Extremities: No clubbing, cyanosis or edema.

Skin: No rashes; scattered acne on the upper back of longstanding duration; no other lesions.

Neurological Examination

Mental Status: 27/30 (-3 for errors in spelling "world" backwards). Mild but consistent slowing was observed on responses to questions.

Speech: Fluent with normal repetition and comprehension. Normal labial, lingual and guttural articulation.

Cranial Nerves: I. Not tested. II-XII grossly intact, with pupils equally round and reactive to light and accommodation, no visual field deficits, visual acuity was 20/20 bilaterally with reading glasses, extraocular movements were intact throughout without nystagmus. There was no limitation of vertical gaze movements. Sensation was intact throughout the three divisions of the trigeminal nerve, corneal reflex, hearing, gag were intact bilaterally. Intact sternocleidomastoid and trapezius strength. Tongue was midline without atrophy or fibrillations.
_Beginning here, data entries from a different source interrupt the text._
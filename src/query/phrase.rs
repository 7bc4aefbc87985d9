//! Exact phrase matching over positional postings.

use crate::analysis::term::Term;
use crate::document::DocId;
use crate::index::{InvertedIndex, Posting, PostingList};

/// Finds documents containing a sequence of terms at consecutive positions.
///
/// Built once per phrase clause; holds borrowed posting lists from the
/// index, so it lives no longer than the read view it was built from.
#[derive(Debug, Clone)]
pub struct PhraseMatcher<'a> {
    lists: Vec<&'a PostingList>,
}

impl<'a> PhraseMatcher<'a> {
    /// Returns `None` when any term is absent from the index, in which case
    /// no document can match.
    pub fn new(index: &'a InvertedIndex, terms: &[Term]) -> Option<Self> {
        if terms.is_empty() {
            return None;
        }
        let lists = terms
            .iter()
            .map(|term| index.posting_list(term.as_str()))
            .collect::<Option<Vec<_>>>()?;
        Some(PhraseMatcher { lists })
    }

    pub fn len(&self) -> usize {
        self.lists.len()
    }

    pub fn is_empty(&self) -> bool {
        self.lists.is_empty()
    }

    /// Whether `doc_id` contains the phrase.
    pub fn matches(&self, doc_id: DocId) -> bool {
        let postings = self
            .lists
            .iter()
            .map(|list| list.get(doc_id))
            .collect::<Option<Vec<_>>>();
        match postings {
            Some(postings) => positions_line_up(&postings),
            None => false,
        }
    }

    /// All documents containing the phrase, ascending.
    pub fn doc_ids(&self) -> Vec<DocId> {
        let Some(driver) = self.lists.iter().min_by_key(|list| list.len()) else {
            return Vec::new();
        };
        driver.doc_ids().filter(|&doc_id| self.matches(doc_id)).collect()
    }
}

/// Whether some position `p` of the first posting has `p + i` in the i-th.
pub fn positions_line_up(postings: &[&Posting]) -> bool {
    let Some((first, rest)) = postings.split_first() else {
        return false;
    };

    first.positions().iter().any(|&start| {
        rest.iter().enumerate().all(|(i, posting)| {
            u32::try_from(i + 1)
                .ok()
                .and_then(|offset| start.checked_add(offset))
                .is_some_and(|position| posting.has_position(position))
        })
    })
}

#[cfg(test)]
mod tests {
    use super::*;
    use crate::analysis::analyzer::StandardAnalyzer;
    use crate::index::{DocumentPostings, IndexConfig};

    fn index(docs: &[(DocId, &[&str])]) -> InvertedIndex {
        let config = IndexConfig::default();
        let analyzer = StandardAnalyzer::new();
        let mut index = InvertedIndex::new();
        for (id, values) in docs {
            let fields = values.iter().map(|v| ("body", *v));
            index.apply(DocumentPostings::build(*id, fields, &config, &analyzer).unwrap());
        }
        index
    }

    fn terms(words: &[&str]) -> Vec<Term> {
        words.iter().map(|w| Term::from(*w)).collect()
    }

    #[test]
    fn test_phrase_order_matters() {
        let index = index(&[(1, &["the quick fox jumps"]), (2, &["fox quick"])]);
        let matcher = PhraseMatcher::new(&index, &terms(&["quick", "fox"])).unwrap();

        assert!(matcher.matches(1));
        assert!(!matcher.matches(2));
        assert_eq!(matcher.doc_ids(), vec![1]);
    }

    #[test]
    fn test_unknown_term_matches_nothing() {
        let index = index(&[(1, &["quick fox"])]);
        assert!(PhraseMatcher::new(&index, &terms(&["quick", "wolf"])).is_none());
        assert!(PhraseMatcher::new(&index, &[]).is_none());
    }

    #[test]
    fn test_repeated_term_phrase() {
        let index = index(&[(1, &["fox fox"]), (2, &["fox dog fox"])]);
        let matcher = PhraseMatcher::new(&index, &terms(&["fox", "fox"])).unwrap();
        assert_eq!(matcher.doc_ids(), vec![1]);
    }

    #[test]
    fn test_no_match_across_values() {
        let index = index(&[(1, &["big quick", "fox runs"]), (2, &["a quick fox"])]);
        let matcher = PhraseMatcher::new(&index, &terms(&["quick", "fox"])).unwrap();
        assert_eq!(matcher.doc_ids(), vec![2]);
    }

    #[test]
    fn test_positions_line_up() {
        let mut a = Posting::new(1);
        a.add_position(3, 1.0);
        a.add_position(10, 1.0);
        let mut b = Posting::new(1);
        b.add_position(11, 1.0);

        assert!(positions_line_up(&[&a, &b]));
        assert!(!positions_line_up(&[&b, &a]));
        assert!(positions_line_up(&[&a]));
        assert!(!positions_line_up(&[]));
    }
}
Motor: Strength 5/5 in all major muscle groups, with no atrophy or fasiculations noted. Normal tone, no cogwheeling. No abnormal or involuntary movements noted during a detailed interview.

Reflexes: 2+, without clonus or spread. No Hoffman, Babinski, snout, or glabellar responses. There was no accentuated jaw jerk.

Sensation: Intact to all modalities throughout. Romberg negative.

Cerebellar: Intact finger to nose, heel to shin and rapid alternating movements.

Gait: Normal tandem walking, heel and toe walking.